Ames v. Quimby

Decision Date13 November 1882
Citation106 U.S. 342,27 L.Ed. 100,1 S.Ct. 116
PartiesAMES and others v. QUIMBY
CourtU.S. Supreme Court

M. J. Smiley, for plaintiffs in error.

L. D. Norris, for defendant in error.

BLATCHFORD, J.

The defendant in error brought this suit against the plaintiffs in error in July, 1872, in a court of the state of Michigan. It was removed into the circuit court for the western district of Michigan in August, 1872, before the declaration was filed. The action is assumpsit. The declaration claims $25,000 for goods sold and delivered, and a like amount for money had and received, and $15,000 for interest.

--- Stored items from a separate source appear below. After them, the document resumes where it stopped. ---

//! Outbound HTTP clients

pub mod client;
pub mod evaluation;
pub mod gemini;
pub mod github;
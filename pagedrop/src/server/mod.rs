//! HTTP front door

pub mod handlers;
pub mod serve;
pub mod state;
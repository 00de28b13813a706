//! Gemini text generation client

use std::time::Duration;

use async_trait::async_trait;
use hosting_models::{GenerateContentRequest, GenerateContentResponse};
use reqwest::Client;
use secrecy::{ExposeSecret, SecretString};
use tracing::{debug, error};

use crate::errors::DeployError;

/// Single-shot prompt to text
#[async_trait]
pub trait TextGenerator: Send + Sync {
    async fn generate(&self, prompt: &str) -> Result<String, DeployError>;
}

pub struct GeminiClient {
    client: Client,
    base_url: String,
    model: String,
    api_key: SecretString,
}

impl GeminiClient {
    pub fn new(
        base_url: &str,
        model: impl Into<String>,
        api_key: SecretString,
        timeout: Option<Duration>,
    ) -> Result<Self, DeployError> {
        let mut builder = Client::builder();
        if let Some(timeout) = timeout {
            builder = builder.timeout(timeout);
        }

        Ok(Self {
            client: builder.build()?,
            base_url: base_url.trim_end_matches('/').to_string(),
            model: model.into(),
            api_key,
        })
    }

    fn endpoint(&self) -> String {
        format!("{}/models/{}:generateContent", self.base_url, self.model)
    }
}

#[async_trait]
impl TextGenerator for GeminiClient {
    async fn generate(&self, prompt: &str) -> Result<String, DeployError> {
        let url = self.endpoint();
        debug!("POST {} ({} prompt chars)", url, prompt.len());

        let response = self
            .client
            .post(&url)
            .header("x-goog-api-key", self.api_key.expose_secret())
            .json(&GenerateContentRequest::from_prompt(prompt))
            .send()
            .await
            .map_err(|e| DeployError::GenerationError(e.to_string()))?;

        if !response.status().is_success() {
            let status = response.status();
            let body = response.text().await.unwrap_or_default();
            error!("Generation failed: {} - {}", status, body);
            return Err(DeployError::GenerationError(format!("{}: {}", status, body)));
        }

        let body: GenerateContentResponse = response
            .json()
            .await
            .map_err(|e| DeployError::GenerationError(e.to_string()))?;

        body.text()
            .ok_or_else(|| DeployError::GenerationError("response contained no text".to_string()))
    }
}

#[cfg(test)]
mod tests {
    use super::*;

    #[test]
    fn test_endpoint() {
        let client = GeminiClient::new(
            "https://generativelanguage.googleapis.com/v1beta/",
            "gemini-2.5-flash",
            SecretString::from("key".to_string()),
            None,
        )
        .unwrap();
        assert_eq!(
            client.endpoint(),
            "https://generativelanguage.googleapis.com/v1beta/models/gemini-2.5-flash:generateContent"
        );
    }
}
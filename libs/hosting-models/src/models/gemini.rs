//! Gemini `generateContent` bodies

use serde::{Deserialize, Serialize};

#[derive(Debug, Clone, Serialize, Deserialize)]
pub struct GenerateContentRequest {
    pub contents: Vec<Content>,
}

impl GenerateContentRequest {
    /// Single-turn request carrying one text part
    pub fn from_prompt(prompt: impl Into<String>) -> Self {
        Self {
            contents: vec![Content {
                role: None,
                parts: vec![Part {
                    text: Some(prompt.into()),
                }],
            }],
        }
    }
}

#[derive(Debug, Clone, Serialize, Deserialize)]
pub struct Content {
    #[serde(default, skip_serializing_if = "Option::is_none")]
    pub role: Option<String>,
    #[serde(default)]
    pub parts: Vec<Part>,
}

#[derive(Debug, Clone, Serialize, Deserialize)]
pub struct Part {
    #[serde(default, skip_serializing_if = "Option::is_none")]
    pub text: Option<String>,
}

#[derive(Debug, Clone, Serialize, Deserialize)]
#[serde(rename_all = "camelCase")]
pub struct GenerateContentResponse {
    #[serde(default)]
    pub candidates: Vec<Candidate>,
}

#[derive(Debug, Clone, Serialize, Deserialize)]
#[serde(rename_all = "camelCase")]
pub struct Candidate {
    #[serde(default)]
    pub content: Option<Content>,
    #[serde(default)]
    pub finish_reason: Option<String>,
}

impl GenerateContentResponse {
    /// Concatenated text of the first candidate, if it has any
    pub fn text(&self) -> Option<String> {
        let content = self.candidates.first()?.content.as_ref()?;
        let text: String = content
            .parts
            .iter()
            .filter_map(|part| part.text.as_deref())
            .collect();
        if text.is_empty() {
            None
        } else {
            Some(text)
        }
    }
}

#[cfg(test)]
mod tests {
    use super::*;

    #[test]
    fn test_text_joins_parts_of_first_candidate() {
        let raw = r#"{
            "candidates": [
                {"content": {"role": "model", "parts": [{"text": "<html>"}, {"text": "</html>"}]}, "finishReason": "STOP"},
                {"content": {"parts": [{"text": "ignored"}]}}
            ]
        }"#;
        let parsed: GenerateContentResponse = serde_json::from_str(raw).unwrap();
        assert_eq!(parsed.text().as_deref(), Some("<html></html>"));
    }

    #[test]
    fn test_text_is_none_without_candidates() {
        let parsed: GenerateContentResponse = serde_json::from_str("{}").unwrap();
        assert!(parsed.text().is_none());
    }
}
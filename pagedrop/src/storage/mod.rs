//! Configuration storage

pub mod settings;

The plea was non-assumpsit, with a notice of setoff off to the amount of $25,000, and a notice that the goods alleged to have been furnished by the plaintiff were furnished under a special contract that they were to be of first-class quality, and that they were not. A further notice under the plea alleged that the goods furnished were furnished under three several contracts, made January 2, 1865, January 27, 1866, and December 25, 1866, for the furnishing by the plaintiff to the defendants of shovel handles; and that the plaintiff did not fulfill the contracts as to the quality of the handles. In April, 1875, the suit was tried by the court without a jury. On the findings of the court a judgment was rendered for the plaintiff for $7,825.62. The defendants brought the case to this court by a writ of error, and the judgment was reversed, and the cause was remanded to the circuit court with directions to award a new trial. The decision of this court is reported in 96 U. S. 324. The only question there presented and determined was as to the proper construction of a written contract made between the parties January 2, 1865, in a particular not now important. The construction put by the court below upon that contract was held to have been erroneous. The case was tried a second time before a jury in April, 1879. The jury found a verdict for the plaintiff for $12,816.53, and a judgment thereon was rendered against the defendants. To review and reverse this judgment the present writ of error has been brought.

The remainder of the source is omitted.